Yaz sıcaklarını düşünün, insanlar birbirine “Zaten hava sıcak bir de senle uğraşmayayım” der. “Bu sıcakta yapılır mı bu iş!” çokça kullandığımız yaz klişesidir.
Kışın ayrı bir şekle bürünür bu cümleler. “Bu soğukta ne işim var orada?” deriz. “Dondum seni beklemekten!” diye sitem ederiz.
Bahar aylarında öyle mi? Birisi bizi bekletse bile sorun etmeyiz. Hava birey olma, birey olmanın zevkine varma havasıdır. Güneş; bulutların arkasına girer, hafiften bir rüzgar kurumuş yaprakları havalandırır… Dalarız uzaklara.

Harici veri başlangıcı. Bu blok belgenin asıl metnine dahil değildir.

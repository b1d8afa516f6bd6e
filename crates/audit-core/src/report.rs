//! Overlap reporting
//!
//! The final product of an audit: which followed accounts appear on
//! the account's blocked or muted moderation lists.

use crate::graph::MemberRecord;
use std::collections::HashMap;
use std::fmt;

/// One followed account that appears on a moderation list
#[derive(Debug, Clone, PartialEq, Eq)]
pub struct OverlapMatch {
    /// 1-based position within the matches, in follow order
    pub ordinal: usize,
    /// The account's DID
    pub did: String,
    /// The handle recorded for the account on the list
    pub handle: String,
}

/// The audit's result: followed accounts found on moderation lists
#[derive(Debug, Clone, Default)]
pub struct OverlapReport {
    /// The matches, ordered by the follow list
    pub matches: Vec<OverlapMatch>,
}

impl OverlapReport {
    /// Intersect the list members with the follow list
    ///
    /// Membership is keyed by DID; handles are display-only and come
    /// from the list-member record. When the same DID appears on more
    /// than one list, the last occurrence's handle wins. Ordinals
    /// follow the order of `follows`, not the lists.
    pub fn build(members: &[MemberRecord], follows: &[MemberRecord]) -> Self {
        let mut by_did: HashMap<&str, &str> = HashMap::new();
        for member in members {
            by_did.insert(member.did.as_str(), member.handle.as_str());
        }

        let mut matches = Vec::new();
        for follow in follows {
            if let Some(handle) = by_did.get(follow.did.as_str()) {
                matches.push(OverlapMatch {
                    ordinal: matches.len() + 1,
                    did: follow.did.clone(),
                    handle: (*handle).to_string(),
                });
            }
        }

        Self { matches }
    }

    /// Number of followed accounts found on moderation lists
    pub fn count(&self) -> usize {
        self.matches.len()
    }
}

impl fmt::Display for OverlapReport {
    fn fmt(&self, f: &mut fmt::Formatter<'_>) -> fmt::Result {
        for m in &self.matches {
            writeln!(f, "#{} {} ({})", m.ordinal, m.handle, m.did)?;
        }
        writeln!(
            f,
            "{} followed account(s) appear on a blocked or muted list",
            self.count()
        )
    }
}

#[cfg(test)]
mod tests {
    use super::*;

    fn record(did: &str, handle: &str) -> MemberRecord {
        MemberRecord {
            did: did.to_string(),
            handle: handle.to_string(),
        }
    }

    #[test]
    fn test_matches_follow_the_follow_order() {
        let members = vec![record("did:plc:a", "a.test"), record("did:plc:b", "b.test")];
        let follows = vec![
            record("did:plc:a", "a.test"),
            record("did:plc:c", "c.test"),
            record("did:plc:b", "b.test"),
        ];

        let report = OverlapReport::build(&members, &follows);

        assert_eq!(report.count(), 2);
        assert_eq!(report.matches[0].ordinal, 1);
        assert_eq!(report.matches[0].did, "did:plc:a");
        assert_eq!(report.matches[1].ordinal, 2);
        assert_eq!(report.matches[1].did, "did:plc:b");
    }

    #[test]
    fn test_no_overlap_reports_zero() {
        let members = vec![record("did:plc:a", "a.test")];
        let follows = vec![record("did:plc:z", "z.test")];

        let report = OverlapReport::build(&members, &follows);
        assert_eq!(report.count(), 0);
        assert!(report.matches.is_empty());

        let report = OverlapReport::build(&[], &[]);
        assert_eq!(report.count(), 0);
    }

    #[test]
    fn test_duplicate_member_keeps_last_handle() {
        // The same DID listed twice (two lists, or a handle change
        // between fetches) resolves to the later record's handle.
        let members = vec![
            record("did:plc:a", "old.test"),
            record("did:plc:a", "new.test"),
        ];
        let follows = vec![record("did:plc:a", "whatever.test")];

        let report = OverlapReport::build(&members, &follows);
        assert_eq!(report.count(), 1);
        assert_eq!(report.matches[0].handle, "new.test");
    }

    #[test]
    fn test_display_format() {
        let members = vec![record("did:plc:a", "a.test"), record("did:plc:b", "b.test")];
        let follows = vec![record("did:plc:a", "a.test"), record("did:plc:b", "b.test")];

        let report = OverlapReport::build(&members, &follows);
        assert_eq!(
            report.to_string(),
            "#1 a.test (did:plc:a)\n\
             #2 b.test (did:plc:b)\n\
             2 followed account(s) appear on a blocked or muted list\n"
        );
    }

    #[test]
    fn test_display_empty_report() {
        let report = OverlapReport::default();
        assert_eq!(
            report.to_string(),
            "0 followed account(s) appear on a blocked or muted list\n"
        );
    }
}
//! Moderation-list follow audit
//!
//! Signs in with an app password, enumerates the account's blocked and
//! muted moderation lists, temporarily lifts the list blocks to read
//! the full follow graph, restores the blocks, and prints which
//! followed accounts sit on those lists.

use anyhow::Context;
use atproto_client::BskyAgent;
use audit_core::graph::XrpcGraphApi;
use audit_core::toggle::SETTLE_DELAY;
use audit_core::{run_audit, AuditConfig};
use tracing::info;
use tracing_subscriber::EnvFilter;

#[tokio::main]
async fn main() {
    if let Err(e) = run().await {
        eprintln!("error: {e:#}");
        std::process::exit(1);
    }
}

async fn run() -> anyhow::Result<()> {
    dotenv::dotenv().ok();

    tracing_subscriber::fmt()
        .with_env_filter(
            EnvFilter::try_from_default_env().unwrap_or_else(|_| EnvFilter::new("info")),
        )
        .init();

    let config = AuditConfig::from_env().context("loading configuration")?;

    let mut agent = BskyAgent::new(&config.service);
    let session = agent
        .login(&config.identifier, &config.app_password)
        .await
        .context("signing in")?;
    info!(handle = %session.handle, "signed in");

    let api = XrpcGraphApi::new(agent.client().clone(), session.did.clone());
    let report = run_audit(&api, Some(session.did), SETTLE_DELAY)
        .await
        .context("running audit")?;

    print!("{report}");
    Ok(())
}
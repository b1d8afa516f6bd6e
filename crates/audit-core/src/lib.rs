//! Core logic for the moderation-list follow audit
//!
//! This crate implements the audit pipeline: collect the account's
//! blocked and muted moderation lists, gather their members, lift the
//! list blocks long enough to read the full follow graph, restore the
//! blocks, and report which followed accounts sit on those lists.

#![warn(missing_docs)]
#![warn(clippy::all)]

pub mod audit;
pub mod collect;
pub mod config;
pub mod graph;
pub mod report;
pub mod testing;
pub mod toggle;

pub use audit::{run_audit, AuditError};
pub use config::AuditConfig;
pub use graph::{GraphApi, XrpcGraphApi};
pub use report::OverlapReport;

Biraz daha anlayışlı oluruz. Empati yapmak daha da kolaylaşır. Neden kolaylaşmasın? Ortada ne ter vardır ne de ıslak çoraplar. Havanın olgunluğu bizi de etkilemiştir.
Hep baharı yaşasak suç oranı falan düşermiş… Mesele bu kadar basitmiş meğerse. Ne ilginç olurdu!
Mesele bu kadar basit aslında. Ne ilginç olmuşuz.
İyi baharlar.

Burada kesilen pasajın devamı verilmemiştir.